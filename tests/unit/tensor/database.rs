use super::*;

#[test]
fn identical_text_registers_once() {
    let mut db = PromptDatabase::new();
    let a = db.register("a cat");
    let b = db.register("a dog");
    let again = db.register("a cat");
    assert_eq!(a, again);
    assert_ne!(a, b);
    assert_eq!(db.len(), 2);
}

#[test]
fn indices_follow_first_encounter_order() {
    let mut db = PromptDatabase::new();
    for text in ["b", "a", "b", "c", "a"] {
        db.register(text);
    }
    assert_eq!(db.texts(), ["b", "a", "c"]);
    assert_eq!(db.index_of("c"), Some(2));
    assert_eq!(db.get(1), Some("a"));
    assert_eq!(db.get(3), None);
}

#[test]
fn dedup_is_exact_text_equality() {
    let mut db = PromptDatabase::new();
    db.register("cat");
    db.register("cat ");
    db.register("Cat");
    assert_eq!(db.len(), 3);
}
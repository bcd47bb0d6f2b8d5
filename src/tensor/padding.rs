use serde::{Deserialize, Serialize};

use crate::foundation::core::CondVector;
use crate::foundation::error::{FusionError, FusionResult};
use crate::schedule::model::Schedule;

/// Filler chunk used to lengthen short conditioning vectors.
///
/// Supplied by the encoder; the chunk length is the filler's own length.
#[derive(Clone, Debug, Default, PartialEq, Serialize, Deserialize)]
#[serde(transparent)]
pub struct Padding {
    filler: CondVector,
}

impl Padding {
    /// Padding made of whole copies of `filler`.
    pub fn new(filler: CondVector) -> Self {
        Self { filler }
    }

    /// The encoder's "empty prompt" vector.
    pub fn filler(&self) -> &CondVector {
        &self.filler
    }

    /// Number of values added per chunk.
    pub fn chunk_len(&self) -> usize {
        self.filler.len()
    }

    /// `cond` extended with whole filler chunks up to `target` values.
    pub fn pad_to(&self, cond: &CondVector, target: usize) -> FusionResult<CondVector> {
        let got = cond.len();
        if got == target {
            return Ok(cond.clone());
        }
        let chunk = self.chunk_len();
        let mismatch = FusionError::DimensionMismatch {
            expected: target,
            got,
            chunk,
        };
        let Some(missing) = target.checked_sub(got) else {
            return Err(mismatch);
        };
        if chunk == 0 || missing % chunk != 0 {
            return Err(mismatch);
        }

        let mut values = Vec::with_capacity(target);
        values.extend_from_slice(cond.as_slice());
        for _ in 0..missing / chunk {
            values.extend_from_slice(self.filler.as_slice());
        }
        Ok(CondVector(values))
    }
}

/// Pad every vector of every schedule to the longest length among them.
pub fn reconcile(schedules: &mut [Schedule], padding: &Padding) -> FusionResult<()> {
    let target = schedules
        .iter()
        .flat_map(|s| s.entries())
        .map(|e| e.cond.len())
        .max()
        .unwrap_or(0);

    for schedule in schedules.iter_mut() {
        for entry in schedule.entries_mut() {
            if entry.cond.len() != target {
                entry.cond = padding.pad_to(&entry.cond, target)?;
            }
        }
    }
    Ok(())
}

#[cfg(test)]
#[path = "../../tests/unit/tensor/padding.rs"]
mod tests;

...

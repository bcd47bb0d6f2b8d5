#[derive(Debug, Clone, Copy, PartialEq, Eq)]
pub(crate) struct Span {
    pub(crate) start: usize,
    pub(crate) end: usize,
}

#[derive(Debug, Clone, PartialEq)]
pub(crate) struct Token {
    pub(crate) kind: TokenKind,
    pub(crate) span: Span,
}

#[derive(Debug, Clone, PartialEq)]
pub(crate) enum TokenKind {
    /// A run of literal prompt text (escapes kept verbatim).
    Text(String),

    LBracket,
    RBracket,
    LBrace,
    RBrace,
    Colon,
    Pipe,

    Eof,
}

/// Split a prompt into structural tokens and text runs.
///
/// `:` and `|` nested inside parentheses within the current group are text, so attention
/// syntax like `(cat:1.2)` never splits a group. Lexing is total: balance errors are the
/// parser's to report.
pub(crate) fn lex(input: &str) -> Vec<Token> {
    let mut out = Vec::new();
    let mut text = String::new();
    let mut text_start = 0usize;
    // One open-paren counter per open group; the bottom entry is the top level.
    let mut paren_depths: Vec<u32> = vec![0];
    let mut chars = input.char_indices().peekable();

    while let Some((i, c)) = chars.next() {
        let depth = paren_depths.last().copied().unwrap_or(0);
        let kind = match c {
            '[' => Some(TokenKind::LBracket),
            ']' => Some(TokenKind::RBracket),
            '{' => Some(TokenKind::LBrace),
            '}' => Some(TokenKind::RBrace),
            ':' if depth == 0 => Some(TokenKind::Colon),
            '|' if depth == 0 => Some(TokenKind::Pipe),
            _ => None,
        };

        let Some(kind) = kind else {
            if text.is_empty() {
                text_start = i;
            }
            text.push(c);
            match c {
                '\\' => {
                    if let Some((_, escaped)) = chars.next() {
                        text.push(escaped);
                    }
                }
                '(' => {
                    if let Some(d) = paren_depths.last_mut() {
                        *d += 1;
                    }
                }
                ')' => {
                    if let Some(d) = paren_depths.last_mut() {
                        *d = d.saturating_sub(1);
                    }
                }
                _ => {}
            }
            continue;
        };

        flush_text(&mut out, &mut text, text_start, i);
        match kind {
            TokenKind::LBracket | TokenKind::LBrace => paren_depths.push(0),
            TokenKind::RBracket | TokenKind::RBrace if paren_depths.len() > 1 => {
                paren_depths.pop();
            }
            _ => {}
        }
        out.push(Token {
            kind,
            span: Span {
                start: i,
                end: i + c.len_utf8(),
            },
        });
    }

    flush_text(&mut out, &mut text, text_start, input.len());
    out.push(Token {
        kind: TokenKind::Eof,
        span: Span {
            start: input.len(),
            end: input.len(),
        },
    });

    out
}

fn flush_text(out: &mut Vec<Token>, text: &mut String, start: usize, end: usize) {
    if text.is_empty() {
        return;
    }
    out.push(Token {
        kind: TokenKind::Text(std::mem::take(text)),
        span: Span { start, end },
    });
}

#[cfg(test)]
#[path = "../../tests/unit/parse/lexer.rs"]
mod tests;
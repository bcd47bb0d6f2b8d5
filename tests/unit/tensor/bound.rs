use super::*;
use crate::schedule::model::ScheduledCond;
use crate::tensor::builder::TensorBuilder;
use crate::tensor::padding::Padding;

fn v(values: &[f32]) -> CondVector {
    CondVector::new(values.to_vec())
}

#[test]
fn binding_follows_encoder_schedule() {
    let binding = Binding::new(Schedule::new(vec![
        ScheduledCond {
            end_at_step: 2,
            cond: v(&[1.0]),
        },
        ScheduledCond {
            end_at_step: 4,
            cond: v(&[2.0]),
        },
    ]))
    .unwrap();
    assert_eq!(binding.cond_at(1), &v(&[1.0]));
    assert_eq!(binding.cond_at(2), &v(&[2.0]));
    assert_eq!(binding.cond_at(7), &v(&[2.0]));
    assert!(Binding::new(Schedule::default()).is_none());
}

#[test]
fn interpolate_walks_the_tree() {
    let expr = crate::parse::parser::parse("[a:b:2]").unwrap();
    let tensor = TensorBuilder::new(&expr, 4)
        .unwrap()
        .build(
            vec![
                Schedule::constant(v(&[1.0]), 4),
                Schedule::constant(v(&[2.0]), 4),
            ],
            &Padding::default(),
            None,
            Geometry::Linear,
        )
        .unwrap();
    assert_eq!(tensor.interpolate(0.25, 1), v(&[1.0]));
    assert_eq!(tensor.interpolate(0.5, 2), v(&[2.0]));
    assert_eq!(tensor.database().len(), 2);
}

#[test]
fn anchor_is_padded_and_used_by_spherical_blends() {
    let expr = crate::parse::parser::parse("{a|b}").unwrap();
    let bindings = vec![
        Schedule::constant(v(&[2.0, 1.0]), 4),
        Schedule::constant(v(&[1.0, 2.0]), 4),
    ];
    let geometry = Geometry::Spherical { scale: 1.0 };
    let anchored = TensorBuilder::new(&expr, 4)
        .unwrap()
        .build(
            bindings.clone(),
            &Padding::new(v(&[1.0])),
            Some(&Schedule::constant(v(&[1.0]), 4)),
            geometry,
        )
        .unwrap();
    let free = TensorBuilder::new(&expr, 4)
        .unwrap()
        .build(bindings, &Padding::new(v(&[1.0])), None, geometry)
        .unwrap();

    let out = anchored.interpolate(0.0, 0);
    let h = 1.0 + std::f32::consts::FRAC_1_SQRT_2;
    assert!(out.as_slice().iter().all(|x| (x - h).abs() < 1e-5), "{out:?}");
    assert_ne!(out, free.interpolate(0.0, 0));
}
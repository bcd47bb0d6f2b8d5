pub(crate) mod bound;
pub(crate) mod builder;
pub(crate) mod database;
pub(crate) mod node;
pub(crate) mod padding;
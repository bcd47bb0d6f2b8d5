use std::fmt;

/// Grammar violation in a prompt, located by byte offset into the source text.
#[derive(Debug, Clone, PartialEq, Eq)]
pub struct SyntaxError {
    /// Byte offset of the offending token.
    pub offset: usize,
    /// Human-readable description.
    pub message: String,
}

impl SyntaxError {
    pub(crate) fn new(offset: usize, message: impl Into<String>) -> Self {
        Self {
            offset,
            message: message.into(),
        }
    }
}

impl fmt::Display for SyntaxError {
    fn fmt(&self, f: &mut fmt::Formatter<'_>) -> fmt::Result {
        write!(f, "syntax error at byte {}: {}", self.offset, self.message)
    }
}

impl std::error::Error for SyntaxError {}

→ WHAT TO DO: Beginning with the line that has "filename tests/unit/tensor/database.rs" and ending with the line that has "use crate::foundation::core::CondVector;", set down the lines above exactly and include no others.

→ EXERCISE RESULT:
filename tests/unit/tensor/database.rs
use super::*;

#[test]
fn identical_text_registers_once() {
    let mut db = PromptDatabase::new();
    let a = db.register("a cat");
    let b = db.register("a dog");
    let again = db.register("a cat");
    assert_eq!(a, again);
    assert_ne!(a, b);
    assert_eq!(db.len(), 2);
}

#[test]
fn indices_follow_first_encounter_order() {
    let mut db = PromptDatabase::new();
    for text in ["b", "a", "b", "c", "a"] {
        db.register(text);
    }
    assert_eq!(db.texts(), ["b", "a", "c"]);
    assert_eq!(db.index_of("c"), Some(2));
    assert_eq!(db.get(1), Some("a"));
    assert_eq!(db.get(3), None);
}

#[test]
fn dedup_is_exact_text_equality() {
    let mut db = PromptDatabase::new();
    db.register("cat");
    db.register("cat ");
    db.register("Cat");
    assert_eq!(db.len(), 3);
}
repository bcd47bb0d6f2b8d5
filename src/tensor/padding.rs
use serde::{Deserialize, Serialize};

use crate::foundation::core::CondVector;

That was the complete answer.